Filter the listing and keep only the lines with the word "VestingSchedule".

DATA FOR ANALYSIS>

—————

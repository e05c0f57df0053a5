use anchor_lang::prelude::*;

use crate::error::VestingError;
use crate::state::VestingSchedule;
use crate::utils::accrual;

/// Per-index allocation record. Exists (and is `activated`) only after a
/// successful proof; never closed.
/// Seeds: [b"allocation", config.key(), index.to_le_bytes()]
#[account]
#[derive(Default, Debug)]
pub struct Allocation {
    pub index: u64,
    /// Total owed over the full horizon; immutable once activated.
    pub share: u64,
    /// End of the last settled interval; non-decreasing, never past the horizon.
    pub last_claimed_at: i64,
    pub activated_at: i64,
    /// Cumulative amount paid for this index (<= share).
    pub total_paid: u64,
    pub activated: bool,
    pub bump: u8,
}

impl Allocation {
    pub const SIZE: usize =
        8 + // index
        8 + // share
        8 + // last_claimed_at
        8 + // activated_at
        8 + // total_paid
        1 + // activated
        1; // bump

    pub fn is_activated(&self) -> bool {
        self.activated
    }

    /// Starts the accrual clock at `min(now, vesting_end_time)`.
    pub fn activate(&mut self, index: u64, share: u64, now_ts: i64, schedule: &VestingSchedule) {
        let clock = accrual::settlement_clock(now_ts, schedule);
        self.index = index;
        self.share = share;
        self.last_claimed_at = clock;
        self.activated_at = now_ts;
        self.total_paid = 0;
        self.activated = true;
    }

    /// Vested but unpaid amount at `now_ts`. Unactivated records hold a zero share.
    pub fn claimable_amount(
        &self,
        now_ts: i64,
        schedule: &VestingSchedule,
    ) -> std::result::Result<u64, VestingError> {
        accrual::claimable_amount(self.share, self.last_claimed_at, now_ts, schedule)
    }

    pub fn elapsed_since_last_claim(&self, now_ts: i64) -> i64 {
        now_ts.saturating_sub(self.last_claimed_at).max(0)
    }

    /// Pays the claimable amount through `pay` and advances the clock.
    ///
    /// Nothing is written unless `pay` succeeds, so a failed transfer leaves
    /// the record exactly as it was.
    pub fn settle<F>(&mut self, now_ts: i64, schedule: &VestingSchedule, pay: F) -> Result<u64>
    where
        F: FnOnce(u64) -> Result<()>,
    {
        require!(self.activated, VestingError::PositionNotActivated);

        let amount = self.claimable_amount(now_ts, schedule)?;
        let next_clock = accrual::settlement_clock(now_ts, schedule);
        let total_paid = self
            .total_paid
            .checked_add(amount)
            .ok_or(VestingError::MathOverflow)?;

        pay(amount)?;

        self.last_claimed_at = next_clock;
        self.total_paid = total_paid;
        Ok(amount)
    }
}

#[cfg(test)]
mod tests {
    use super::*;

    const T0: i64 = 1_800_000_000;

    fn schedule() -> VestingSchedule {
        VestingSchedule::new(T0, 100).unwrap()
    }

    fn active(share: u64, at: i64) -> Allocation {
        let mut a = Allocation::default();
        a.activate(7, share, at, &schedule());
        a
    }

    fn settle_ok(a: &mut Allocation, now: i64) -> u64 {
        a.settle(now, &schedule(), |_| Ok(())).unwrap()
    }

    #[test]
    fn end_to_end_example() {
        let s = schedule();
        let mut a = active(1_000, T0);
        assert_eq!(a.claimable_amount(T0 + 50, &s).unwrap(), 500);

        assert_eq!(settle_ok(&mut a, T0 + 50), 500);
        assert_eq!(a.last_claimed_at, T0 + 50);

        assert_eq!(a.claimable_amount(T0 + 150, &s).unwrap(), 500);
        assert_eq!(settle_ok(&mut a, T0 + 150), 500);
        assert_eq!(a.total_paid, 1_000);
    }

    #[test]
    fn first_settlement_past_horizon_pays_full_share() {
        let mut a = active(1_000, T0);
        assert_eq!(settle_ok(&mut a, T0 + 150), 1_000);
        assert_eq!(a.last_claimed_at, T0 + 100);
    }

    #[test]
    fn second_settlement_yields_zero() {
        let mut a = active(1_000, T0);
        settle_ok(&mut a, T0 + 33);
        assert_eq!(settle_ok(&mut a, T0 + 33), 0);
    }

    #[test]
    fn clock_is_clamped_and_later_settlements_stay_defined() {
        let mut a = active(1_000, T0);
        settle_ok(&mut a, T0 + 500);
        assert_eq!(a.last_claimed_at, T0 + 100);
        assert_eq!(settle_ok(&mut a, T0 + 900), 0);
        assert_eq!(a.last_claimed_at, T0 + 100);
    }

    #[test]
    fn paid_total_never_exceeds_share() {
        let mut a = active(997, T0);
        for t in (0..=300).step_by(7) {
            settle_ok(&mut a, T0 + t);
            assert!(a.total_paid <= a.share);
        }
        assert_eq!(a.claimable_amount(T0 + 300, &schedule()).unwrap(), 0);
    }

    #[test]
    fn failed_payment_leaves_record_untouched() {
        let mut a = active(1_000, T0);
        let before = a.clone();
        let res = a.settle(T0 + 60, &schedule(), |_| Err(VestingError::TransferFailed.into()));
        assert!(res.is_err());
        assert_eq!(a.last_claimed_at, before.last_claimed_at);
        assert_eq!(a.total_paid, before.total_paid);
        assert_eq!(settle_ok(&mut a, T0 + 60), 600);
    }

    #[test]
    fn payment_sees_the_claimable_amount() {
        let mut a = active(1_000, T0);
        let mut paid = None;
        a.settle(T0 + 25, &schedule(), |amount| {
            paid = Some(amount);
            Ok(())
        })
        .unwrap();
        assert_eq!(paid, Some(250));
    }

    #[test]
    fn unactivated_reports_zero_and_cannot_settle() {
        let mut a = Allocation::default();
        assert_eq!(a.claimable_amount(T0 + 50, &schedule()).unwrap(), 0);
        assert!(a.settle(T0 + 50, &schedule(), |_| Ok(())).is_err());
    }

    #[test]
    fn late_activation_accrues_only_remaining_time() {
        let mut a = active(1_000, T0 + 40);
        assert_eq!(settle_ok(&mut a, T0 + 100), 600);

        let mut late = active(1_000, T0 + 250);
        assert_eq!(late.last_claimed_at, T0 + 100);
        assert_eq!(settle_ok(&mut late, T0 + 300), 0);
    }

    #[test]
    fn elapsed_since_last_claim_is_raw_time() {
        let mut a = active(1_000, T0);
        settle_ok(&mut a, T0 + 10);
        assert_eq!(a.elapsed_since_last_claim(T0 + 130), 120);
        assert_eq!(a.elapsed_since_last_claim(T0), 0);
    }
}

—————

TASK OUTPUT>
use crate::state::VestingSchedule;
    pub fn activate(&mut self, index: u64, share: u64, now_ts: i64, schedule: &VestingSchedule) {
        schedule: &VestingSchedule,
    pub fn settle<F>(&mut self, now_ts: i64, schedule: &VestingSchedule, pay: F) -> Result<u64>
    fn schedule() -> VestingSchedule {
        VestingSchedule::new(T0, 100).unwrap()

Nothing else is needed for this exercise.